+++ SUPPLIED ENTRIES +++

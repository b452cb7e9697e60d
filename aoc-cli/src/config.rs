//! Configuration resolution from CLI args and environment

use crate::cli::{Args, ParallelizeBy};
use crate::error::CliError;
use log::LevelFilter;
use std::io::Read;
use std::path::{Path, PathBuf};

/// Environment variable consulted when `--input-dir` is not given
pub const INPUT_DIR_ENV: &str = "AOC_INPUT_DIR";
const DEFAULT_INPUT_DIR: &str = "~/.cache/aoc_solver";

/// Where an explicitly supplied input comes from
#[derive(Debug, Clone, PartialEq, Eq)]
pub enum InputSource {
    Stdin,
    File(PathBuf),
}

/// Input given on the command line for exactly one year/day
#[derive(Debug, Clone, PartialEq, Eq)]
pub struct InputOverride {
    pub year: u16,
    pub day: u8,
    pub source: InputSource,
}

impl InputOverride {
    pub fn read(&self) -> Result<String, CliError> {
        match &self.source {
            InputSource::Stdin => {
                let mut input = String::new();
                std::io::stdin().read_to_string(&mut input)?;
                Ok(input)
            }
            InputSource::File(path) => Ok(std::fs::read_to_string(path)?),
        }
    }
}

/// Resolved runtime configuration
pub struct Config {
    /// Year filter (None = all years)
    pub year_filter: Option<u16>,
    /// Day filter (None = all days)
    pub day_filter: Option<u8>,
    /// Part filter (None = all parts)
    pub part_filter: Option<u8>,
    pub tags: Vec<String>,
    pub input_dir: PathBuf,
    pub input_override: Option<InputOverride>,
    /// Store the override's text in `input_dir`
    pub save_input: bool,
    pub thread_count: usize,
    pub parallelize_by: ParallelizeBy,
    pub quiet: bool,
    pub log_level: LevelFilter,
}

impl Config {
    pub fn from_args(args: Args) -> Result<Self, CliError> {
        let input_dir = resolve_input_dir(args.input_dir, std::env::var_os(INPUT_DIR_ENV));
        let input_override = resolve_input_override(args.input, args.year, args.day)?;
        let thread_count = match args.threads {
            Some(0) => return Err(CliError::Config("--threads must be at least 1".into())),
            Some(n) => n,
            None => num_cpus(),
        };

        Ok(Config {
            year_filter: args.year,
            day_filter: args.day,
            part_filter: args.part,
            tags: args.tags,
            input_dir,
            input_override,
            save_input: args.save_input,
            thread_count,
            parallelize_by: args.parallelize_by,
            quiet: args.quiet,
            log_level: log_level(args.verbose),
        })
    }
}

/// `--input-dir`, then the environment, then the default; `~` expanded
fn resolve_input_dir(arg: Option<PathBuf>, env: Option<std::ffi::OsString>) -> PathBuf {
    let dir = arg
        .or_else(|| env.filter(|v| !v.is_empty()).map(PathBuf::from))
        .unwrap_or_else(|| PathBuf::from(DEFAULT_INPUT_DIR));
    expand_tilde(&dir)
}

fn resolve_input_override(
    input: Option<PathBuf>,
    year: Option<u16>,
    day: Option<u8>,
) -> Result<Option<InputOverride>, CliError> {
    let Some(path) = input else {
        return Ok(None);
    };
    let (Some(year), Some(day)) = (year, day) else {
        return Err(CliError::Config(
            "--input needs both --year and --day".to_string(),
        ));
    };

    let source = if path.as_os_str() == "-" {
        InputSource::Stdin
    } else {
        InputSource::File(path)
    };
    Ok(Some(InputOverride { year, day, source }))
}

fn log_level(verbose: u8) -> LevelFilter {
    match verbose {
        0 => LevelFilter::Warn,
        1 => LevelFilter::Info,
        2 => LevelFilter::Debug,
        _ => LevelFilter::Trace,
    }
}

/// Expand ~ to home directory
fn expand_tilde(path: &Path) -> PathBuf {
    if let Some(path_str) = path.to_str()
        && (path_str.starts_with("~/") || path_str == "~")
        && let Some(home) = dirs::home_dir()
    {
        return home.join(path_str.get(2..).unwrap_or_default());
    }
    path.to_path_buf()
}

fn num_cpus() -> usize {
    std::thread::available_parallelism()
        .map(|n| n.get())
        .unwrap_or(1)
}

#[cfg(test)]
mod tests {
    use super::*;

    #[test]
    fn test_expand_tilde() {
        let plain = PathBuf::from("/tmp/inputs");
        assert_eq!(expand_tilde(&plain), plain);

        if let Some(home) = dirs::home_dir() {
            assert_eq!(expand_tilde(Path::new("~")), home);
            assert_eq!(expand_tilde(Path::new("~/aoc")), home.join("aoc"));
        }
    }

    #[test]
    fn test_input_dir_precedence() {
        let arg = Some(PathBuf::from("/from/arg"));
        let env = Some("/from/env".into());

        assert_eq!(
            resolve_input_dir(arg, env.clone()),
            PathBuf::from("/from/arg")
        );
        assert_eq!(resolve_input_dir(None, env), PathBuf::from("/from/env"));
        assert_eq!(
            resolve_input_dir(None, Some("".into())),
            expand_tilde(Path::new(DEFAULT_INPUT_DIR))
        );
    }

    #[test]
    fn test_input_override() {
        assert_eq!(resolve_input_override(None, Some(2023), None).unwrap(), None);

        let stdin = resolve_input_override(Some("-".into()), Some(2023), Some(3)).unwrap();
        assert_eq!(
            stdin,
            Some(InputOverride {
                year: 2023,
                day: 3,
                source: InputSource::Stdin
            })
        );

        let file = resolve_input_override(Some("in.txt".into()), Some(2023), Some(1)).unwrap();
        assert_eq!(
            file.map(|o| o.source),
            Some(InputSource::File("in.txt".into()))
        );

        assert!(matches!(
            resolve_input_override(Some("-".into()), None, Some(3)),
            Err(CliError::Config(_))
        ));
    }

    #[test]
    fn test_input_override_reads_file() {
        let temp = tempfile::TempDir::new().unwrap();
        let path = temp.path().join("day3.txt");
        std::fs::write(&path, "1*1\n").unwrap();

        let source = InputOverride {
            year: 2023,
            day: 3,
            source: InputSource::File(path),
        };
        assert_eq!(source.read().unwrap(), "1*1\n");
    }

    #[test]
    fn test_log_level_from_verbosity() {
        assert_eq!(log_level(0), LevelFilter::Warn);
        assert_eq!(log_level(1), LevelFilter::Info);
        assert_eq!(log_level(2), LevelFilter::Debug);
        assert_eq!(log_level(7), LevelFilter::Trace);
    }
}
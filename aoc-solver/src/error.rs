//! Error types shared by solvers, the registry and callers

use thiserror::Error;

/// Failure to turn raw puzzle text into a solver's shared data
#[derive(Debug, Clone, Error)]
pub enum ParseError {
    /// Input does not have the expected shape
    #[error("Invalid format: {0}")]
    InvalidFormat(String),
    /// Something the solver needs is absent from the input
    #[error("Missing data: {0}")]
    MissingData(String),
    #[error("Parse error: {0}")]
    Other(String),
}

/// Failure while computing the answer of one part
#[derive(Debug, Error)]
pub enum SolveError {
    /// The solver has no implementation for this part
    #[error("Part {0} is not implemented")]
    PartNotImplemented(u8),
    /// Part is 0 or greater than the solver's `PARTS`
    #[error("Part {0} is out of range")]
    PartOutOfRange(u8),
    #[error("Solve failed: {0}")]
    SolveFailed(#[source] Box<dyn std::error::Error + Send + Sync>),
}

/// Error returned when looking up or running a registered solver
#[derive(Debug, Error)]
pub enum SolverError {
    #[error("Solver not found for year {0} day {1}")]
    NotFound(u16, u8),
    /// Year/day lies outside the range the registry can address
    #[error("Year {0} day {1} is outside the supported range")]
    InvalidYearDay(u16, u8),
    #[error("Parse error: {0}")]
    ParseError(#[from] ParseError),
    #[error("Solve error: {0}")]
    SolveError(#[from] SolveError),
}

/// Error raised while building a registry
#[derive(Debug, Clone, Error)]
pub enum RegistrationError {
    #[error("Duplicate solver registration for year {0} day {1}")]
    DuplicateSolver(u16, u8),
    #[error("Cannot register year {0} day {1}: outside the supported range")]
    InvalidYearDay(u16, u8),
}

+++

* [WHAT YOU NEED TO DO]:
Every record must appear in the answer exactly as written.

* [ANSWER BOX]:
repository b452cb7e9697e60d
filename aoc-cli/src/config.rs
//! Configuration resolution from CLI args and environment

use crate::cli::{Args, ParallelizeBy};
use crate::error::CliError;
use log::LevelFilter;
use std::io::Read;
use std::path::{Path, PathBuf};

/// Environment variable consulted when `--input-dir` is not given
pub const INPUT_DIR_ENV: &str = "AOC_INPUT_DIR";
const DEFAULT_INPUT_DIR: &str = "~/.cache/aoc_solver";

/// Where an explicitly supplied input comes from
#[derive(Debug, Clone, PartialEq, Eq)]
pub enum InputSource {
    Stdin,
    File(PathBuf),
}

/// Input given on the command line for exactly one year/day
#[derive(Debug, Clone, PartialEq, Eq)]
pub struct InputOverride {
    pub year: u16,
    pub day: u8,
    pub source: InputSource,
}

impl InputOverride {
    pub fn read(&self) -> Result<String, CliError> {
        match &self.source {
            InputSource::Stdin => {
                let mut input = String::new();
                std::io::stdin().read_to_string(&mut input)?;
                Ok(input)
            }
            InputSource::File(path) => Ok(std::fs::read_to_string(path)?),
        }
    }
}

/// Resolved runtime configuration
pub struct Config {
    /// Year filter (None = all years)
    pub year_filter: Option<u16>,
    /// Day filter (None = all days)
    pub day_filter: Option<u8>,
    /// Part filter (None = all parts)
    pub part_filter: Option<u8>,
    pub tags: Vec<String>,
    pub input_dir: PathBuf,
    pub input_override: Option<InputOverride>,
    /// Store the override's text in `input_dir`
    pub save_input: bool,
    pub thread_count: usize,
    pub parallelize_by: ParallelizeBy,
    pub quiet: bool,
    pub log_level: LevelFilter,
}

impl Config {
    pub fn from_args(args: Args) -> Result<Self, CliError> {
        let input_dir = resolve_input_dir(args.input_dir, std::env::var_os(INPUT_DIR_ENV));
        let input_override = resolve_input_override(args.input, args.year, args.day)?;
        let thread_count = match args.threads {
            Some(0) => return Err(CliError::Config("--threads must be at least 1".into())),
            Some(n) => n,
            None => num_cpus(),
        };

        Ok(Config {
            year_filter: args.year,
            day_filter: args.day,
            part_filter: args.part,
            tags: args.tags,
            input_dir,
            input_override,
            save_input: args.save_input,
            thread_count,
            parallelize_by: args.parallelize_by,
            quiet: args.quiet,
            log_level: log_level(args.verbose),
        })
    }
}

/// `--input-dir`, then the environment, then the default; `~` expanded
fn resolve_input_dir(arg: Option<PathBuf>, env: Option<std::ffi::OsString>) -> PathBuf {
    let dir = arg
        .or_else(|| env.filter(|v| !v.is_empty()).map(PathBuf::from))
        .unwrap_or_else(|| PathBuf::from(DEFAULT_INPUT_DIR));
    expand_tilde(&dir)
}

fn resolve_input_override(
    input: Option<PathBuf>,
    year: Option<u16>,
    day: Option<u8>,
) -> Result<Option<InputOverride>, CliError> {
    let Some(path) = input else {
        return Ok(None);
    };
    let (Some(year), Some(day)) = (year, day) else {
        return Err(CliError::Config(
            "--input needs both --year and --day".to_string(),
        ));
    };

    let source = if path.as_os_str() == "-" {
        InputSource::Stdin
    } else {
        InputSource::File(path)
    };
    Ok(Some(InputOverride { year, day, source }))
}

fn log_level(verbose: u8) -> LevelFilter {
    match verbose {
        0 => LevelFilter::Warn,
        1 => LevelFilter::Info,
        2 => LevelFilter::Debug,
        _ => LevelFilter::Trace,
    }
}

/// Expand ~ to home directory
fn expand_tilde(path: &Path) -> PathBuf {
    if let Some(path_str) = path.to_str()
        && (path_str.starts_with("~/") || path_str == "~")
        && let Some(home) = dirs::home_dir()
    {
        return home.join(path_str.get(2..).unwrap_or_default());
    }
    path.to_path_buf()
}

fn num_cpus() -> usize {
    std::thread::available_parallelism()
        .map(|n| n.get())
        .unwrap_or(1)
}

#[cfg(test)]
mod tests {
    use super::*;

    #[test]
    fn test_expand_tilde() {
        let plain = PathBuf::from("/tmp/inputs");
        assert_eq!(expand_tilde(&plain), plain);

        if let Some(home) = dirs::home_dir() {
            assert_eq!(expand_tilde(Path::new("~")), home);
            assert_eq!(expand_tilde(Path::new("~/aoc")), home.join("aoc"));
        }
    }

    #[test]
    fn test_input_dir_precedence() {
        let arg = Some(PathBuf::from("/from/arg"));
        let env = Some("/from/env".into());

        assert_eq!(
            resolve_input_dir(arg, env.clone()),
            PathBuf::from("/from/arg")
        );
        assert_eq!(resolve_input_dir(None, env), PathBuf::from("/from/env"));
        assert_eq!(
            resolve_input_dir(None, Some("".into())),
            expand_tilde(Path::new(DEFAULT_INPUT_DIR))
        );
    }

    #[test]
    fn test_input_override() {
        assert_eq!(resolve_input_override(None, Some(2023), None).unwrap(), None);

        let stdin = resolve_input_override(Some("-".into()), Some(2023), Some(3)).unwrap();
        assert_eq!(
            stdin,
            Some(InputOverride {
                year: 2023,
                day: 3,
                source: InputSource::Stdin
            })
        );

        let file = resolve_input_override(Some("in.txt".into()), Some(2023), Some(1)).unwrap();
        assert_eq!(
            file.map(|o| o.source),
            Some(InputSource::File("in.txt".into()))
        );

        assert!(matches!(
            resolve_input_override(Some("-".into()), None, Some(3)),
            Err(CliError::Config(_))
        ));
    }

    #[test]
    fn test_input_override_reads_file() {
        let temp = tempfile::TempDir::new().unwrap();
        let path = temp.path().join("day3.txt");
        std::fs::write(&path, "1*1\n").unwrap();

        let source = InputOverride {
            year: 2023,
            day: 3,
            source: InputSource::File(path),
        };
        assert_eq!(source.read().unwrap(), "1*1\n");
    }

    #[test]
    fn test_log_level_from_verbosity() {
        assert_eq!(log_level(0), LevelFilter::Warn);
        assert_eq!(log_level(1), LevelFilter::Info);
        assert_eq!(log_level(2), LevelFilter::Debug);
        assert_eq!(log_level(7), LevelFilter::Trace);
    }
}
filename aoc-solver/src/error.rs
//! Error types shared by solvers, the registry and callers

use thiserror::Error;

/// Failure to turn raw puzzle text into a solver's shared data
#[derive(Debug, Clone, Error)]
pub enum ParseError {
    /// Input does not have the expected shape
    #[error("Invalid format: {0}")]
    InvalidFormat(String),
    /// Something the solver needs is absent from the input
    #[error("Missing data: {0}")]
    MissingData(String),
    #[error("Parse error: {0}")]
    Other(String),
}

/// Failure while computing the answer of one part
#[derive(Debug, Error)]
pub enum SolveError {
    /// The solver has no implementation for this part
    #[error("Part {0} is not implemented")]
    PartNotImplemented(u8),
    /// Part is 0 or greater than the solver's `PARTS`
    #[error("Part {0} is out of range")]
    PartOutOfRange(u8),
    #[error("Solve failed: {0}")]
    SolveFailed(#[source] Box<dyn std::error::Error + Send + Sync>),
}

/// Error returned when looking up or running a registered solver
#[derive(Debug, Error)]
pub enum SolverError {
    #[error("Solver not found for year {0} day {1}")]
    NotFound(u16, u8),
    /// Year/day lies outside the range the registry can address
    #[error("Year {0} day {1} is outside the supported range")]
    InvalidYearDay(u16, u8),
    #[error("Parse error: {0}")]
    ParseError(#[from] ParseError),
    #[error("Solve error: {0}")]
    SolveError(#[from] SolveError),
}

/// Error raised while building a registry
#[derive(Debug, Clone, Error)]
pub enum RegistrationError {
    #[error("Duplicate solver registration for year {0} day {1}")]
    DuplicateSolver(u16, u8),
    #[error("Cannot register year {0} day {1}: outside the supported range")]
    InvalidYearDay(u16, u8),
}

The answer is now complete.